Filter these entries so that only lines with the word "usize" remain.

=== Information provided ===

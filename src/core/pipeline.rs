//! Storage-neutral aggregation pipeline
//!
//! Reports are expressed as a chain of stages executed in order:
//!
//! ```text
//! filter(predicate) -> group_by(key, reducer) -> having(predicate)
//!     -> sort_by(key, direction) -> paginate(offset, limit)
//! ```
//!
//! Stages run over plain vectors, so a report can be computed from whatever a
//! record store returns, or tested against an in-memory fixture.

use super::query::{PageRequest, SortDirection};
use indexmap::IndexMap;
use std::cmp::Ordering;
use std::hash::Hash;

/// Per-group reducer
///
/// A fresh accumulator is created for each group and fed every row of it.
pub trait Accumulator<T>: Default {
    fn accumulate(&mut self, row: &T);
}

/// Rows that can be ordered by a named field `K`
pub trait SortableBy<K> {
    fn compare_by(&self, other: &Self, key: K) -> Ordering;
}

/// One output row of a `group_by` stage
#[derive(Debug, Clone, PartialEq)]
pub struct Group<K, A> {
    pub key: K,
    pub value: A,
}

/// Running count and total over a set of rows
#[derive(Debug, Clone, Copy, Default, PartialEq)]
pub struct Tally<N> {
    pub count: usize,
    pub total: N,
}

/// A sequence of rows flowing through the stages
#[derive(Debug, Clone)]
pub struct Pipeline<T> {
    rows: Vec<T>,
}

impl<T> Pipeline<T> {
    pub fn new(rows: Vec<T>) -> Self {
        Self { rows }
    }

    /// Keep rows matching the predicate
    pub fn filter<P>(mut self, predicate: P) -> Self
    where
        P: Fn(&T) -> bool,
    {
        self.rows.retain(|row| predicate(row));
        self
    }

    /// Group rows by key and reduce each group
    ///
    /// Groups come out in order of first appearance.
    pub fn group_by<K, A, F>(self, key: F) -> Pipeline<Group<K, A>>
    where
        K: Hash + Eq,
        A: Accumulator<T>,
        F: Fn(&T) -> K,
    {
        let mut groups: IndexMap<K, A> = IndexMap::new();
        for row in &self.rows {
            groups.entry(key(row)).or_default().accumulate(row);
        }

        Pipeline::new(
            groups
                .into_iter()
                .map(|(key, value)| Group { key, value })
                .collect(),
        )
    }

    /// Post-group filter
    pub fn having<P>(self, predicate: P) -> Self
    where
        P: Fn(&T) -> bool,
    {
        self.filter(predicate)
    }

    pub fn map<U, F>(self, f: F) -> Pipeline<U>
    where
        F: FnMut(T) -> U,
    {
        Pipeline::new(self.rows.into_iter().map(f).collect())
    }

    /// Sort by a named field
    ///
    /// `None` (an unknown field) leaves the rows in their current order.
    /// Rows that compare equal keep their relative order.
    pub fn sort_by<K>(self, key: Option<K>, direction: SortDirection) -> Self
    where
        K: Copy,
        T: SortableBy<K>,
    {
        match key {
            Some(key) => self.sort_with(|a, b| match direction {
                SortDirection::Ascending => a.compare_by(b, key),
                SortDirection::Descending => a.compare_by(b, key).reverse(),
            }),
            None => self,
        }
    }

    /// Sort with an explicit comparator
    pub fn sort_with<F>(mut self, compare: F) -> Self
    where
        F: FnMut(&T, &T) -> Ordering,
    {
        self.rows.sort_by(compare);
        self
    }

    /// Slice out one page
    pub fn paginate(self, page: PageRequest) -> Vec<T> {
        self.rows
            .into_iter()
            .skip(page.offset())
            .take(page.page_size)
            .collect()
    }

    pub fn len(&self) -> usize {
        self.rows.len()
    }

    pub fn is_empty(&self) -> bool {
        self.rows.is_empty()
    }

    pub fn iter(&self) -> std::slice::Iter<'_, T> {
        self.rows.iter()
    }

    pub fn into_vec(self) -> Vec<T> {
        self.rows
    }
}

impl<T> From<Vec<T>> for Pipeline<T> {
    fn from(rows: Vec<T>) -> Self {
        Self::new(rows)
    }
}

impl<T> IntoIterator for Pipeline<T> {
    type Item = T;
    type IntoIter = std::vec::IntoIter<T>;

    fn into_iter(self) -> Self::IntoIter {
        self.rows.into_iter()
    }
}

===
=== Information provided ===

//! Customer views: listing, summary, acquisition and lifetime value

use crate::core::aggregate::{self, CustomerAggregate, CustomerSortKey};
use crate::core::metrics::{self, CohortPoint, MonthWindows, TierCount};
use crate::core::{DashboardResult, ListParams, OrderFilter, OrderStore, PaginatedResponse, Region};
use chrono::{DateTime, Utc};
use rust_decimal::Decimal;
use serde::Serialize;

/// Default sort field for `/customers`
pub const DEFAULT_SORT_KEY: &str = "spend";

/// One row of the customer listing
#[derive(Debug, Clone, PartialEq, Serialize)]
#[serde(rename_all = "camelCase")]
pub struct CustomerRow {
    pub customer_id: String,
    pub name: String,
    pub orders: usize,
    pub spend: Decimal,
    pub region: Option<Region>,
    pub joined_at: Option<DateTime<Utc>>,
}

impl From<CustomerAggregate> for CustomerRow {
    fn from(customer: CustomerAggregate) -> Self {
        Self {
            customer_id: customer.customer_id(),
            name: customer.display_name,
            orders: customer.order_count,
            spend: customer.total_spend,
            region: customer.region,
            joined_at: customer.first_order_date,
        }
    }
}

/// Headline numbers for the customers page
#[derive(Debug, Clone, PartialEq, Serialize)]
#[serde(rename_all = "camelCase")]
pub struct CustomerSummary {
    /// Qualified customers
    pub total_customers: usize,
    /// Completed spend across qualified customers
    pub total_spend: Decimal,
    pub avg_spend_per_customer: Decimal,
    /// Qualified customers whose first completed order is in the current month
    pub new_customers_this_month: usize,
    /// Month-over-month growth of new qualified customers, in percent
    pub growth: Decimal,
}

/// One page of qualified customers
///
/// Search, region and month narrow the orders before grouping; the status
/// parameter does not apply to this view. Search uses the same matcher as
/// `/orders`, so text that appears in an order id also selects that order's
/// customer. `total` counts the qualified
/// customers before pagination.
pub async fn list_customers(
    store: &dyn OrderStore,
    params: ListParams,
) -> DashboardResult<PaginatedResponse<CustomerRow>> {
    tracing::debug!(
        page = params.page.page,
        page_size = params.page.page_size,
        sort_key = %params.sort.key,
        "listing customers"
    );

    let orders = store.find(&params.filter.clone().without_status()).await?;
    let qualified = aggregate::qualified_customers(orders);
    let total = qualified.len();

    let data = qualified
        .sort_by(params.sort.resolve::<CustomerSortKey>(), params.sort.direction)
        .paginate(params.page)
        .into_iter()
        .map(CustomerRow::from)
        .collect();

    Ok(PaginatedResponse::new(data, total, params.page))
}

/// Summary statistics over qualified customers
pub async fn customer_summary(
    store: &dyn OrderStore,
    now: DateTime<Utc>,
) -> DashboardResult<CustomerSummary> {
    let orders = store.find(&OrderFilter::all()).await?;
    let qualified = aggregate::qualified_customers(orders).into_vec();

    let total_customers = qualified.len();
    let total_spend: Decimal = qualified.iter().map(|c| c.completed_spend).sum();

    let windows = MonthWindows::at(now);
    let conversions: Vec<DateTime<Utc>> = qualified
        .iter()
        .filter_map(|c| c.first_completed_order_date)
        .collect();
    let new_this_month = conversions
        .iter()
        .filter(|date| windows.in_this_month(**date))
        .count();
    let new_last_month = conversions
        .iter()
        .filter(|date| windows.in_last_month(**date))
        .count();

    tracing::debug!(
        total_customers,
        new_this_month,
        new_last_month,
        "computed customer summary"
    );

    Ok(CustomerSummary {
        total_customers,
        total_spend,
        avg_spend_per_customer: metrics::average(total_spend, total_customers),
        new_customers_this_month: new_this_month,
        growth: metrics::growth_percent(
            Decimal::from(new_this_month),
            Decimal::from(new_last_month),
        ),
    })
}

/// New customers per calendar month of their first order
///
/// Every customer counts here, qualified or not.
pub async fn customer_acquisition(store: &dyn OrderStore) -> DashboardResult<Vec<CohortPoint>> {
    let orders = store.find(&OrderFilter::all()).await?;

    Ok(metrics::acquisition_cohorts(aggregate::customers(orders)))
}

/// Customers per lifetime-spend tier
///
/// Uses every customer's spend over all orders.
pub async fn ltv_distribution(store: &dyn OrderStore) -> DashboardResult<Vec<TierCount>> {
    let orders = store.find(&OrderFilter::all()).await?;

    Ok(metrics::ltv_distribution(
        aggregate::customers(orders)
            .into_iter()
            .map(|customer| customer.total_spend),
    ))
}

===

# Response area
    pub count: usize,
    pub fn len(&self) -> usize {
    pub orders: usize,
    pub total_customers: usize,
    pub new_customers_this_month: usize,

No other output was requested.